"Il faut une tenue d'âme, être à la hauteur des splendeurs de la vie, ou tenter de l'être, se dire que tout peut s'arrêter, basculer, c'est peut-être la seule manière de se lever chaque matin." p 236
Jess après avoir subi une perte douloureuse décide de se retirer à Venise. Logée dans un appartement qu'on lui a prêté, elle propose des visites de la ville, s'enivrant de la beauté des ruelles et de ces heures hors du temps, comme suspendues. Mais l'appartement est mis en vente, elle doit quitter le lieu et donc trouver d'autres ressources. Elle accepte alors un travail chez Maxence Darsène, avocat pénaliste vivant sur l'île de Torcello avec son compagnon Colin. Maxence souhaite redessiner, reconstituer, sauver les jardins qui bordent sa maison, depuis toujours livrés aux ravages de la montée des eaux... Ce lieu calme, isolé est propice au retrait et à la contemplation chère à Jess et devient le symbole de son chemin intérieur.
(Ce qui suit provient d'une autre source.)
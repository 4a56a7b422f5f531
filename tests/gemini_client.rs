//! Wire-level tests for the Gemini client against a mock HTTP server.

use pretty_assertions::assert_eq;
use serde_json::json;
use wiremock::matchers::{body_partial_json, header, method, path};
use wiremock::{Mock, MockServer, ResponseTemplate};

use concierge::prompt;
use concierge::provider::types::GenerateContentRequest;
use concierge::provider::{generate_with_fallback, ChatBackend, GeminiClient, UpstreamError};

fn client_for(server: &MockServer) -> GeminiClient {
    GeminiClient::new(reqwest::Client::new(), &server.uri(), "test-key")
}

fn request() -> GenerateContentRequest {
    prompt::build_request(&[], "hi")
}

fn success_body(text: &str) -> serde_json::Value {
    json!({
        "candidates": [{
            "content": {"role": "model", "parts": [{"text": text}]},
            "finishReason": "STOP"
        }]
    })
}

#[tokio::test]
async fn generate_extracts_and_trims_the_reply() {
    let server = MockServer::start().await;
    Mock::given(method("POST"))
        .and(path("/models/gemini-1.5-flash:generateContent"))
        .and(header("x-goog-api-key", "test-key"))
        .and(body_partial_json(json!({
            "contents": [{"role": "user", "parts": [{"text": "hi"}]}]
        })))
        .respond_with(ResponseTemplate::new(200).set_body_json(success_body("  Hello there.  ")))
        .mount(&server)
        .await;

    let client = client_for(&server);
    let reply = client
        .generate("gemini-1.5-flash", &request())
        .await
        .unwrap();

    assert_eq!(reply, "Hello there.");
}

#[tokio::test]
async fn api_errors_carry_the_upstream_message() {
    let server = MockServer::start().await;
    Mock::given(method("POST"))
        .and(path("/models/gemini-1.5-pro:generateContent"))
        .respond_with(ResponseTemplate::new(404).set_body_json(json!({
            "error": {"code": 404, "message": "model not found", "status": "NOT_FOUND"}
        })))
        .mount(&server)
        .await;

    let client = client_for(&server);
    let err = client
        .generate("gemini-1.5-pro", &request())
        .await
        .unwrap_err();

    match err {
        UpstreamError::Api { status, message } => {
            assert_eq!(status, 404);
            assert_eq!(message, "model not found");
        }
        other => panic!("expected Api error, got {other}"),
    }
}

#[tokio::test]
async fn non_json_error_bodies_are_passed_through() {
    let server = MockServer::start().await;
    Mock::given(method("POST"))
        .and(path("/models/gemini-1.5-flash:generateContent"))
        .respond_with(ResponseTemplate::new(500).set_body_string("upstream exploded"))
        .mount(&server)
        .await;

    let client = client_for(&server);
    let err = client
        .generate("gemini-1.5-flash", &request())
        .await
        .unwrap_err();

    match err {
        UpstreamError::Api { status, message } => {
            assert_eq!(status, 500);
            assert_eq!(message, "upstream exploded");
        }
        other => panic!("expected Api error, got {other}"),
    }
}

#[tokio::test]
async fn empty_candidate_lists_count_as_no_reply() {
    let server = MockServer::start().await;
    Mock::given(method("POST"))
        .and(path("/models/gemini-1.5-flash:generateContent"))
        .respond_with(ResponseTemplate::new(200).set_body_json(json!({"candidates": []})))
        .mount(&server)
        .await;

    let client = client_for(&server);
    let err = client
        .generate("gemini-1.5-flash", &request())
        .await
        .unwrap_err();

    assert!(matches!(err, UpstreamError::EmptyReply));
}

#[tokio::test]
async fn fallback_recovers_when_a_later_model_answers() {
    let server = MockServer::start().await;
    Mock::given(method("POST"))
        .and(path("/models/alpha:generateContent"))
        .respond_with(ResponseTemplate::new(429).set_body_json(json!({
            "error": {"code": 429, "message": "quota exhausted", "status": "RESOURCE_EXHAUSTED"}
        })))
        .expect(1)
        .mount(&server)
        .await;
    Mock::given(method("POST"))
        .and(path("/models/beta:generateContent"))
        .respond_with(ResponseTemplate::new(200).set_body_json(success_body("recovered")))
        .expect(1)
        .mount(&server)
        .await;

    let client = client_for(&server);
    let candidates = vec!["alpha".to_string(), "beta".to_string()];

    let reply = generate_with_fallback(&client, &candidates, &request())
        .await
        .unwrap();

    assert_eq!(reply, "recovered");
}
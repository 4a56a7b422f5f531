//! Main entry point for the Concierge development server.

use std::net::SocketAddr;
use std::sync::Arc;

use anyhow::Result;
use tokio::signal;
use tracing::{info, warn};

use concierge::{routes, AppState, Config};

#[tokio::main]
async fn main() -> Result<()> {
    // Load environment variables from .env file
    dotenvy::dotenv().ok();

    tracing_subscriber::fmt()
        .with_env_filter(
            tracing_subscriber::EnvFilter::try_from_default_env()
                .unwrap_or_else(|_| "concierge=info,tower_http=info".into()),
        )
        .with_target(true)
        .init();

    info!("Starting Concierge development server");

    let config = Config::load()?;
    let state = Arc::new(AppState::new(config.clone())?);

    let app = routes::create_router(state);

    let addr: SocketAddr = format!("{}:{}", config.host, config.port).parse()?;
    info!(
        "Serving {} at http://{}/ (chat endpoint: /api/chat)",
        config.static_root, addr
    );

    let listener = tokio::net::TcpListener::bind(addr).await?;

    axum::serve(listener, app)
        .with_graceful_shutdown(shutdown_signal())
        .await?;

    info!("Shutdown complete");
    Ok(())
}

/// Handle graceful shutdown signals
async fn shutdown_signal() {
    let ctrl_c = async {
        signal::ctrl_c()
            .await
            .expect("Failed to install Ctrl+C handler");
    };

    #[cfg(unix)]
    let terminate = async {
        signal::unix::signal(signal::unix::SignalKind::terminate())
            .expect("Failed to install signal handler")
            .recv()
            .await;
    };

    #[cfg(not(unix))]
    let terminate = std::future::pending::<()>();

    tokio::select! {
        _ = ctrl_c => {
            warn!("Received Ctrl+C, initiating shutdown");
        }
        _ = terminate => {
            warn!("Received SIGTERM, initiating shutdown");
        }
    }
}
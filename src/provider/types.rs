//! Typed wire schema for the Generative Language API.
//!
//! The upstream contract is isolated here: one request shape, one response
//! shape, one error envelope, and a single adapter ([`reply_text`]) that
//! turns a response into usable text.

use serde::{Deserialize, Serialize};

/// One conversational turn as the upstream API sees it.
///
/// Roles are `"user"` and `"model"`.
#[derive(Debug, Clone, PartialEq, Serialize, Deserialize)]
pub struct Content {
    pub role: String,
    pub parts: Vec<Part>,
}

impl Content {
    pub fn user(text: impl Into<String>) -> Self {
        Self {
            role: "user".to_string(),
            parts: vec![Part { text: text.into() }],
        }
    }

    pub fn model(text: impl Into<String>) -> Self {
        Self {
            role: "model".to_string(),
            parts: vec![Part { text: text.into() }],
        }
    }
}

#[derive(Debug, Clone, PartialEq, Serialize, Deserialize)]
pub struct Part {
    pub text: String,
}

/// Sampling parameters sent with every generation call.
#[derive(Debug, Clone, PartialEq, Serialize, Deserialize)]
#[serde(rename_all = "camelCase")]
pub struct GenerationConfig {
    pub temperature: f64,
    pub max_output_tokens: u32,
}

/// Body of `POST /models/{model}:generateContent`.
#[derive(Debug, Clone, PartialEq, Serialize, Deserialize)]
#[serde(rename_all = "camelCase")]
pub struct GenerateContentRequest {
    #[serde(skip_serializing_if = "Option::is_none")]
    pub system_instruction: Option<Content>,
    pub contents: Vec<Content>,
    #[serde(skip_serializing_if = "Option::is_none")]
    pub generation_config: Option<GenerationConfig>,
}

/// Successful generateContent response. Fields the server may omit
/// default to empty.
#[derive(Debug, Clone, Deserialize)]
pub struct GenerateContentResponse {
    #[serde(default)]
    pub candidates: Vec<ResponseCandidate>,
}

#[derive(Debug, Clone, Deserialize)]
#[serde(rename_all = "camelCase")]
pub struct ResponseCandidate {
    pub content: Option<Content>,
    #[serde(default)]
    pub finish_reason: Option<String>,
}

/// Error envelope the API returns with non-2xx statuses.
#[derive(Debug, Clone, Deserialize)]
pub struct ApiErrorEnvelope {
    pub error: ApiErrorBody,
}

#[derive(Debug, Clone, Deserialize)]
pub struct ApiErrorBody {
    #[serde(default)]
    pub code: i64,
    pub message: String,
    #[serde(default)]
    pub status: String,
}

/// Extract the generated text from a response.
///
/// Joins the part texts of the first candidate and trims surrounding
/// whitespace. Returns `None` when there is no candidate, no content, or
/// only whitespace.
pub fn reply_text(response: &GenerateContentResponse) -> Option<String> {
    let content = response.candidates.first()?.content.as_ref()?;
    let joined = content
        .parts
        .iter()
        .map(|p| p.text.as_str())
        .collect::<Vec<_>>()
        .join(" ");
    let trimmed = joined.trim();
    if trimmed.is_empty() {
        None
    } else {
        Some(trimmed.to_string())
    }
}
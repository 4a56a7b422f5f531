//! The `/api/chat` endpoint.
//!
//! Receives a visitor message plus optional conversation history, walks
//! the model candidate list until one answers, and returns a uniform JSON
//! envelope. HTTP 4xx is reserved for requests the client itself can fix;
//! upstream trouble degrades to a 200 with `ok: false` and a diagnostic.

use std::sync::Arc;
use std::time::Instant;

use axum::{body::Bytes, extract::State, http::StatusCode, Json};
use serde::{Deserialize, Serialize};
use tracing::{error, info};

use crate::{
    error::AppError,
    prompt::{self, HistoryTurn},
    provider, AppState,
};

/// Fixed diagnostic returned while no API key is configured.
const NOT_CONFIGURED: &str =
    "The chat service is not configured. Set GEMINI_API_KEY and restart the server.";

/// Chat request body.
#[derive(Debug, Clone, Deserialize)]
pub struct ChatRequest {
    pub message: String,
    #[serde(default)]
    pub history: Vec<HistoryTurn>,
}

/// Uniform chat response envelope.
///
/// `reply` and `response` carry the same text; older site scripts read
/// one key, newer ones the other.
#[derive(Debug, Clone, Serialize, Deserialize)]
pub struct ChatResponse {
    pub reply: String,
    pub response: String,
    pub ok: bool,
}

impl ChatResponse {
    fn success(text: String) -> Self {
        Self {
            reply: text.clone(),
            response: text,
            ok: true,
        }
    }

    fn failure(text: impl Into<String>) -> Self {
        let text = text.into();
        Self {
            reply: text.clone(),
            response: text,
            ok: false,
        }
    }
}

/// Body of the `GET /api/chat` discovery probe.
#[derive(Debug, Serialize)]
pub struct ChatStatus {
    pub ok: bool,
    pub message: &'static str,
}

/// Discovery probe; answers without touching the upstream service.
pub async fn chat_status() -> Json<ChatStatus> {
    Json(ChatStatus {
        ok: true,
        message: "POST a JSON body like {\"message\": \"...\"} to talk to the assistant.",
    })
}

/// CORS preflight for the chat path.
pub async fn chat_preflight() -> StatusCode {
    StatusCode::NO_CONTENT
}

/// Handle a chat request.
pub async fn chat(
    State(state): State<Arc<AppState>>,
    body: Bytes,
) -> Result<Json<ChatResponse>, AppError> {
    if body.is_empty() {
        return Err(AppError::BadRequest("Request body is empty".to_string()));
    }

    let request: ChatRequest = serde_json::from_slice(&body)
        .map_err(|e| AppError::BadRequest(format!("Invalid JSON body: {e}")))?;

    let message = request.message.trim();
    if message.is_empty() {
        return Err(AppError::BadRequest("No message provided".to_string()));
    }

    Ok(Json(answer(&state, message, &request.history).await))
}

/// Produce the envelope for a validated request. Infallible by design:
/// configuration gaps and upstream failures both fold into `ok: false`.
async fn answer(state: &AppState, message: &str, history: &[HistoryTurn]) -> ChatResponse {
    let Some(backend) = &state.backend else {
        return ChatResponse::failure(NOT_CONFIGURED);
    };

    let started = Instant::now();
    let request = prompt::build_request(history, message);

    match provider::generate_with_fallback(backend.as_ref(), &state.candidates, &request).await {
        Ok(reply) => {
            info!(
                duration_ms = started.elapsed().as_millis() as u64,
                history_turns = history.len(),
                "chat reply generated"
            );
            ChatResponse::success(reply)
        }
        Err(err) => {
            error!(error = %err, "all model candidates failed");
            ChatResponse::failure(format!("Service error: {err}"))
        }
    }
}

#[cfg(test)]
mod tests {
    use super::*;

    #[test]
    fn envelope_populates_both_reply_keys() {
        let ok = ChatResponse::success("hello".to_string());
        let json = serde_json::to_value(&ok).unwrap();
        assert_eq!(json["reply"], json["response"]);
        assert_eq!(json["ok"], true);

        let failed = ChatResponse::failure("down");
        let json = serde_json::to_value(&failed).unwrap();
        assert_eq!(json["reply"], "down");
        assert_eq!(json["response"], "down");
        assert_eq!(json["ok"], false);
    }

    #[test]
    fn chat_request_defaults_to_empty_history() {
        let request: ChatRequest = serde_json::from_str(r#"{"message":"hi"}"#).unwrap();
        assert!(request.history.is_empty());
    }
}
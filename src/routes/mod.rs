//! HTTP routes for the development server.
//!
//! Path classification is the only glue: `/api/chat` and `/health` are
//! routed to handlers, everything else falls through to the static site
//! directory with a JSON 404 for unresolved paths.

pub mod chat;
pub mod health;

use std::any::Any;
use std::sync::Arc;

use axum::{
    handler::HandlerWithoutStateExt,
    http::{header, HeaderValue, StatusCode},
    middleware,
    response::Response,
    routing::{get, get_service},
    Router,
};
use bytes::Bytes;
use http_body_util::Full;
use tower_http::{catch_panic::CatchPanicLayer, services::ServeDir, trace::TraceLayer};
use tracing::error;

use crate::{error::AppError, AppState};

/// Create the main application router
pub fn create_router(state: Arc<AppState>) -> Router {
    // GET resolves against the site directory (ServeDir refuses traversal
    // outside the root); other methods on unknown paths get the JSON 404.
    let static_site = get_service(
        ServeDir::new(&state.config.static_root)
            .append_index_html_on_directories(true)
            .not_found_service(not_found.into_service()),
    )
    .fallback(not_found);

    Router::new()
        .route(
            "/api/chat",
            get(chat::chat_status)
                .post(chat::chat)
                .options(chat::chat_preflight),
        )
        .route("/health", get(health::health_check))
        .fallback_service(static_site)
        // Middleware is applied in reverse order (last added runs first):
        // CORS headers go on every response, including panic conversions.
        .layer(CatchPanicLayer::custom(handle_panic))
        .layer(TraceLayer::new_for_http())
        .layer(middleware::map_response(apply_cors))
        .with_state(state)
}

async fn not_found() -> AppError {
    AppError::NotFound
}

/// The site is opened from `file://` pages and other origins during
/// development, so every response carries permissive CORS headers.
async fn apply_cors(mut response: Response) -> Response {
    let headers = response.headers_mut();
    headers.insert(
        header::ACCESS_CONTROL_ALLOW_ORIGIN,
        HeaderValue::from_static("*"),
    );
    headers.insert(
        header::ACCESS_CONTROL_ALLOW_METHODS,
        HeaderValue::from_static("GET, POST, OPTIONS"),
    );
    headers.insert(
        header::ACCESS_CONTROL_ALLOW_HEADERS,
        HeaderValue::from_static("Content-Type"),
    );
    response
}

/// Outermost request boundary: a panicking handler must not take down the
/// process or hang the client, so the fault is reported through the normal
/// chat envelope.
fn handle_panic(err: Box<dyn Any + Send + 'static>) -> axum::http::Response<Full<Bytes>> {
    let detail = if let Some(s) = err.downcast_ref::<String>() {
        s.clone()
    } else if let Some(s) = err.downcast_ref::<&str>() {
        (*s).to_string()
    } else {
        "unknown panic".to_string()
    };
    error!(error = %detail, "request handler panicked");

    let body = serde_json::json!({
        "reply": format!("Service error: {detail}"),
        "response": format!("Service error: {detail}"),
        "ok": false,
    })
    .to_string();

    axum::http::Response::builder()
        .status(StatusCode::OK)
        .header(header::CONTENT_TYPE, "application/json")
        .body(Full::new(Bytes::from(body)))
        .expect("static response parts are valid")
}
//! Upstream model selection and the ordered fallback loop.
//!
//! Model identifiers rotate and retire frequently upstream, and individual
//! models fail in soft ways (quota, deprecation, region locks). Instead of
//! pinning one name, the server builds an ordered candidate list at startup
//! and walks it on every request until a model answers.

pub mod gemini;
pub mod types;

use async_trait::async_trait;
use thiserror::Error;
use tracing::{info, warn};

use crate::provider::types::GenerateContentRequest;

pub use gemini::GeminiClient;

/// Known-good identifiers tried after the configured model, most
/// preferred first.
const FALLBACK_MODELS: &[&str] = &[
    "gemini-1.5-flash",
    "gemini-flash-latest",
    "gemini-pro-latest",
    "gemini-1.5-pro",
];

/// Failure of a single generation attempt against one model.
#[derive(Debug, Error)]
pub enum UpstreamError {
    #[error("upstream request failed: {0}")]
    Transport(#[from] reqwest::Error),

    #[error("upstream returned {status}: {message}")]
    Api { status: u16, message: String },

    #[error("upstream returned no usable reply")]
    EmptyReply,
}

/// Interface to the upstream generative service.
///
/// One attempt against one named model per call. Implementations are
/// shared read-only across requests.
#[async_trait]
pub trait ChatBackend: Send + Sync {
    /// Backend name for logging.
    fn name(&self) -> &'static str;

    /// Issue a single generation call against `model`.
    async fn generate(
        &self,
        model: &str,
        request: &GenerateContentRequest,
    ) -> Result<String, UpstreamError>;
}

/// Strip the `models/` prefix some configurations carry.
pub fn normalize_model(name: &str) -> &str {
    name.strip_prefix("models/").unwrap_or(name)
}

/// Build the ordered, de-duplicated candidate list: the preferred model
/// first, then the fixed fallbacks. First occurrence wins.
pub fn candidate_models(preferred: &str) -> Vec<String> {
    let mut candidates: Vec<String> = Vec::with_capacity(1 + FALLBACK_MODELS.len());
    for name in std::iter::once(preferred).chain(FALLBACK_MODELS.iter().copied()) {
        let name = normalize_model(name.trim());
        if name.is_empty() || candidates.iter().any(|c| c == name) {
            continue;
        }
        candidates.push(name.to_string());
    }
    candidates
}

/// Walk the candidate list in order, one attempt each, stopping at the
/// first success. Per-attempt failures are logged; on exhaustion the last
/// failure is returned.
pub async fn generate_with_fallback(
    backend: &dyn ChatBackend,
    candidates: &[String],
    request: &GenerateContentRequest,
) -> Result<String, UpstreamError> {
    let mut last_error = UpstreamError::EmptyReply;
    for model in candidates {
        match backend.generate(model, request).await {
            Ok(reply) => {
                info!(backend = backend.name(), model = %model, "generation succeeded");
                return Ok(reply);
            }
            Err(err) => {
                warn!(backend = backend.name(), model = %model, error = %err, "generation attempt failed");
                last_error = err;
            }
        }
    }
    Err(last_error)
}
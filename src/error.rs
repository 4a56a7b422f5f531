//! Error types for the development server.
//!
//! `AppError` covers the statuses the HTTP surface can return directly:
//! 400 for requests the client can fix, 404 for unknown paths, 500 for
//! local faults. Upstream failures never appear here; the chat handler
//! folds them into its own `ok: false` envelope.

use axum::{
    http::StatusCode,
    response::{IntoResponse, Response},
    Json,
};
use serde::Serialize;
use thiserror::Error;

#[derive(Debug, Error)]
pub enum AppError {
    #[error("{0}")]
    BadRequest(String),

    #[error("Not found")]
    NotFound,

    #[error("Internal error: {0}")]
    Internal(#[from] anyhow::Error),
}

/// JSON body for non-chat error responses.
#[derive(Debug, Serialize)]
pub struct ErrorBody {
    pub ok: bool,
    pub error: String,
}

impl IntoResponse for AppError {
    fn into_response(self) -> Response {
        let (status, message) = match &self {
            AppError::BadRequest(msg) => (StatusCode::BAD_REQUEST, msg.clone()),
            AppError::NotFound => (StatusCode::NOT_FOUND, "Not found".to_string()),
            AppError::Internal(_) => (
                StatusCode::INTERNAL_SERVER_ERROR,
                "Internal server error".to_string(),
            ),
        };

        let body = ErrorBody {
            ok: false,
            error: message,
        };

        (status, Json(body)).into_response()
    }
}

pub type AppResult<T> = Result<T, AppError>;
Au fur et à mesure que l'héroïne s'imprègne de la beauté mélancolique de l'île et de ses jardins, elle rencontre des personnages qui, chacun à leur manière, incarnent une part du passé ou de la quête de sens qu'elle poursuit.
"Je crois aussi qu'il faut laisser filer les choses sans importance et trouver le temps de savourer celles qui en ont."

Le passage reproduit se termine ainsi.